▶ YOUR INSTRUCTIONS
Every line of the listing should be transcribed exactly, with nothing left out.

==*==

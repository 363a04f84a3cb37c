use axum::{
    extract::{Path, State},
    http::HeaderMap,
    routing::{get, patch},
    Json, Router,
};
use serde_json::{json, Value};

use crate::{
    libs::{
        dser::deserialize_any_to_bool,
        perm::Action,
        validate::{email, min_len, required},
    },
    log,
    model::{User, UserInfo, UserUpdate},
    pages::{get_user, AppState},
    verify_perms, Response, ResponseResult,
};

pub fn user_router() -> Router<AppState> {
    Router::new()
        .route("/users", get(list_users))
        .route(
            "/users/:id",
            get(query_user).put(update_user).delete(delete_user),
        )
        .route("/users/:id/active", patch(set_active))
}

async fn list_users(State(state): State<AppState>, headers: HeaderMap) -> ResponseResult {
    let user = get_user(&state, &headers).await?;
    verify_perms!(user, Action::ViewUsers);
    let mut users: Vec<UserInfo> = state.db.users.all().await.iter().map(User::info).collect();
    users.sort_by(|a, b| a.name.cmp(&b.name));
    Ok(Response::ok(json!(users)))
}

/// 自己的资料任何人都可以看
async fn query_user(
    State(state): State<AppState>,
    headers: HeaderMap,
    Path(id): Path<String>,
) -> ResponseResult {
    let user = get_user(&state, &headers).await?;
    if user.id != id {
        verify_perms!(user, Action::ViewUsers);
    }
    let target = op::some!(state.db.users.get(&id).await; ret Err(Response::not_exist(format!("用户 {id} 不存在"))));
    Ok(Response::ok(json!(target.info())))
}

async fn update_user(
    State(state): State<AppState>,
    headers: HeaderMap,
    Path(id): Path<String>,
    Json(value): Json<Value>,
) -> ResponseResult {
    let operator = get_user(&state, &headers).await?;
    verify_perms!(operator, Action::ManageUsers);
    let update: UserUpdate = serde_json::from_value(value)?;
    if operator.id == id && (update.role.is_some_and(|r| r != operator.role) || update.active == Some(false)) {
        return Err(Response::invalid_value("不能修改自己的角色或停用自己"));
    }
    if let Some(e) = &update.email {
        email(e)?;
    }
    let new_email = update.email.clone();
    let deactivated = update.active == Some(false);
    let user = state
        .db
        .users
        .modify_checked(
            &id,
            |users| match &new_email {
                Some(e) if users.iter().any(|u| u.id != id && u.same_email(e)) => {
                    Err(Response::already_exist(format!("邮箱 {e} 已被使用")))
                }
                _ => Ok(()),
            },
            |u| {
                update.apply(u);
                required("name", &u.name)?;
                min_len("password", &u.password, 4)
            },
        )
        .await?;
    if deactivated {
        state.db.revoke_tokens(&user.id).await?;
    }
    log!("{} 修改了用户 {}({})", operator.name, user.name, user.id);
    Ok(Response::ok(json!(user.info())))
}

async fn set_active(
    State(state): State<AppState>,
    headers: HeaderMap,
    Path(id): Path<String>,
    Json(value): Json<Value>,
) -> ResponseResult {
    #[derive(serde::Deserialize)]
    struct Active {
        #[serde(deserialize_with = "deserialize_any_to_bool")]
        active: bool,
    }
    let operator = get_user(&state, &headers).await?;
    verify_perms!(operator, Action::ManageUsers);
    let data: Active = serde_json::from_value(value)?;
    if operator.id == id {
        return Err(Response::invalid_value("不能停用或启用自己"));
    }
    let user = state
        .db
        .users
        .modify(&id, |u| {
            u.active = data.active;
            Ok(())
        })
        .await?;
    if !user.active {
        state.db.revoke_tokens(&user.id).await?;
    }
    log!(
        "{} {}了用户 {}({})",
        operator.name,
        crate::do_if!(user.active => "启用", "停用"),
        user.name,
        user.id
    );
    Ok(Response::ok(json!(user.info())))
}

async fn delete_user(
    State(state): State<AppState>,
    headers: HeaderMap,
    Path(id): Path<String>,
) -> ResponseResult {
    let operator = get_user(&state, &headers).await?;
    verify_perms!(operator, Action::ManageUsers);
    if operator.id == id {
        return Err(Response::invalid_value("不能删除自己"));
    }
    let user = state.db.users.remove(&id).await?;
    state.db.revoke_tokens(&user.id).await?;
    log!("{} 删除了用户 {}({})", operator.name, user.name, user.id);
    Ok(Response::empty())
}
mod account;
mod export;
pub mod func;
mod user;

use std::sync::Arc;

use axum::Router;

pub use account::get_user;

use crate::{database::DB, token::TokenIssuer, Config, Response};

/// 所有路由共享的状态
#[derive(Clone, Debug)]
pub struct AppState {
    pub db: DB,
    pub config: Arc<Config>,
    pub tokens: TokenIssuer,
}

impl AppState {
    pub fn new(db: DB, config: Config) -> Result<AppState, Response> {
        let tokens = TokenIssuer::new(config.secret(), config.token_hours())?;
        Ok(AppState {
            db,
            config: Arc::new(config),
            tokens,
        })
    }
}

pub fn pages_router(state: AppState) -> Router {
    let api = account::account_router()
        .merge(user::user_router())
        .merge(func::func_router())
        .merge(export::export_router());
    Router::new().nest("/api", api).with_state(state)
}
use std::sync::Arc;

use dashmap::DashMap;

macro_rules! gen_cache {
    ($(($N:ident, $T:ty)), +) => {
        lazy_static::lazy_static! {
            $(
                pub static ref $N: Arc<DashMap<String, $T>> = {
                    Arc::new(DashMap::new())
                };
            )+
        }
    };
}

gen_cache! {
    // 用户id -> 毫秒时间戳，早于该时间签发的token全部失效（登出、停用、改密码时写入）
    (TOKEN_NOT_BEFORE, i64)
}

/// 令用户此前签发的 token 失效，返回新的生效时间
pub fn revoke_tokens(user_id: &str, now: i64) -> i64 {
    let not_before = now + 1;
    TOKEN_NOT_BEFORE.insert(user_id.to_owned(), not_before);
    not_before
}

/// 启动时从 tokens.json 恢复，只会把时间往后推
pub fn restore(user_id: &str, tbn: i64) {
    TOKEN_NOT_BEFORE
        .entry(user_id.to_owned())
        .and_modify(|cur| *cur = (*cur).max(tbn))
        .or_insert(tbn);
}

pub fn not_before(user_id: &str) -> Option<i64> {
    TOKEN_NOT_BEFORE.get(user_id).map(|tbn| *tbn)
}

pub fn is_revoked(user_id: &str, issued_at: i64) -> bool {
    TOKEN_NOT_BEFORE
        .get(user_id)
        .is_some_and(|tbn| issued_at < *tbn)
}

==*==

▶ THE ANSWER
repository 363a04f84a3cb37c
use axum::{
    extract::{Path, State},
    http::HeaderMap,
    routing::{get, patch},
    Json, Router,
};
use serde_json::{json, Value};

use crate::{
    libs::{
        dser::deserialize_any_to_bool,
        perm::Action,
        validate::{email, min_len, required},
    },
    log,
    model::{User, UserInfo, UserUpdate},
    pages::{get_user, AppState},
    verify_perms, Response, ResponseResult,
};

pub fn user_router() -> Router<AppState> {
    Router::new()
        .route("/users", get(list_users))
        .route(
            "/users/:id",
            get(query_user).put(update_user).delete(delete_user),
        )
        .route("/users/:id/active", patch(set_active))
}

async fn list_users(State(state): State<AppState>, headers: HeaderMap) -> ResponseResult {
    let user = get_user(&state, &headers).await?;
    verify_perms!(user, Action::ViewUsers);
    let mut users: Vec<UserInfo> = state.db.users.all().await.iter().map(User::info).collect();
    users.sort_by(|a, b| a.name.cmp(&b.name));
    Ok(Response::ok(json!(users)))
}

/// 自己的资料任何人都可以看
async fn query_user(
    State(state): State<AppState>,
    headers: HeaderMap,
    Path(id): Path<String>,
) -> ResponseResult {
    let user = get_user(&state, &headers).await?;
    if user.id != id {
        verify_perms!(user, Action::ViewUsers);
    }
    let target = op::some!(state.db.users.get(&id).await; ret Err(Response::not_exist(format!("用户 {id} 不存在"))));
    Ok(Response::ok(json!(target.info())))
}

async fn update_user(
    State(state): State<AppState>,
    headers: HeaderMap,
    Path(id): Path<String>,
    Json(value): Json<Value>,
) -> ResponseResult {
    let operator = get_user(&state, &headers).await?;
    verify_perms!(operator, Action::ManageUsers);
    let update: UserUpdate = serde_json::from_value(value)?;
    if operator.id == id && (update.role.is_some_and(|r| r != operator.role) || update.active == Some(false)) {
        return Err(Response::invalid_value("不能修改自己的角色或停用自己"));
    }
    if let Some(e) = &update.email {
        email(e)?;
    }
    let new_email = update.email.clone();
    let deactivated = update.active == Some(false);
    let user = state
        .db
        .users
        .modify_checked(
            &id,
            |users| match &new_email {
                Some(e) if users.iter().any(|u| u.id != id && u.same_email(e)) => {
                    Err(Response::already_exist(format!("邮箱 {e} 已被使用")))
                }
                _ => Ok(()),
            },
            |u| {
                update.apply(u);
                required("name", &u.name)?;
                min_len("password", &u.password, 4)
            },
        )
        .await?;
    if deactivated {
        state.db.revoke_tokens(&user.id).await?;
    }
    log!("{} 修改了用户 {}({})", operator.name, user.name, user.id);
    Ok(Response::ok(json!(user.info())))
}

async fn set_active(
    State(state): State<AppState>,
    headers: HeaderMap,
    Path(id): Path<String>,
    Json(value): Json<Value>,
) -> ResponseResult {
    #[derive(serde::Deserialize)]
    struct Active {
        #[serde(deserialize_with = "deserialize_any_to_bool")]
        active: bool,
    }
    let operator = get_user(&state, &headers).await?;
    verify_perms!(operator, Action::ManageUsers);
    let data: Active = serde_json::from_value(value)?;
    if operator.id == id {
        return Err(Response::invalid_value("不能停用或启用自己"));
    }
    let user = state
        .db
        .users
        .modify(&id, |u| {
            u.active = data.active;
            Ok(())
        })
        .await?;
    if !user.active {
        state.db.revoke_tokens(&user.id).await?;
    }
    log!(
        "{} {}了用户 {}({})",
        operator.name,
        crate::do_if!(user.active => "启用", "停用"),
        user.name,
        user.id
    );
    Ok(Response::ok(json!(user.info())))
}

async fn delete_user(
    State(state): State<AppState>,
    headers: HeaderMap,
    Path(id): Path<String>,
) -> ResponseResult {
    let operator = get_user(&state, &headers).await?;
    verify_perms!(operator, Action::ManageUsers);
    if operator.id == id {
        return Err(Response::invalid_value("不能删除自己"));
    }
    let user = state.db.users.remove(&id).await?;
    state.db.revoke_tokens(&user.id).await?;
    log!("{} 删除了用户 {}({})", operator.name, user.name, user.id);
    Ok(Response::empty())
}
mod account;
mod export;
pub mod func;
mod user;

use std::sync::Arc;

use axum::Router;

pub use account::get_user;

use crate::{database::DB, token::TokenIssuer, Config, Response};

/// 所有路由共享的状态
#[derive(Clone, Debug)]
pub struct AppState {
    pub db: DB,
    pub config: Arc<Config>,
    pub tokens: TokenIssuer,
}

impl AppState {
    pub fn new(db: DB, config: Config) -> Result<AppState, Response> {
        let tokens = TokenIssuer::new(config.secret(), config.token_hours())?;
        Ok(AppState {
            db,
            config: Arc::new(config),
            tokens,
        })
    }
}

pub fn pages_router(state: AppState) -> Router {
    let api = account::account_router()
        .merge(user::user_router())
        .merge(func::func_router())
        .merge(export::export_router());
    Router::new().nest("/api", api).with_state(state)
}
use std::sync::Arc;

use dashmap::DashMap;

macro_rules! gen_cache {
    ($(($N:ident, $T:ty)), +) => {
        lazy_static::lazy_static! {
            $(
                pub static ref $N: Arc<DashMap<String, $T>> = {
                    Arc::new(DashMap::new())
                };
            )+
        }
    };
}

gen_cache! {
    // 用户id -> 毫秒时间戳，早于该时间签发的token全部失效（登出、停用、改密码时写入）
    (TOKEN_NOT_BEFORE, i64)
}

/// 令用户此前签发的 token 失效，返回新的生效时间
pub fn revoke_tokens(user_id: &str, now: i64) -> i64 {
    let not_before = now + 1;
    TOKEN_NOT_BEFORE.insert(user_id.to_owned(), not_before);
    not_before
}

/// 启动时从 tokens.json 恢复，只会把时间往后推
pub fn restore(user_id: &str, tbn: i64) {
    TOKEN_NOT_BEFORE
        .entry(user_id.to_owned())
        .and_modify(|cur| *cur = (*cur).max(tbn))
        .or_insert(tbn);
}

pub fn not_before(user_id: &str) -> Option<i64> {
    TOKEN_NOT_BEFORE.get(user_id).map(|tbn| *tbn)
}

pub fn is_revoked(user_id: &str, issued_at: i64) -> bool {
    TOKEN_NOT_BEFORE
        .get(user_id)
        .is_some_and(|tbn| issued_at < *tbn)
}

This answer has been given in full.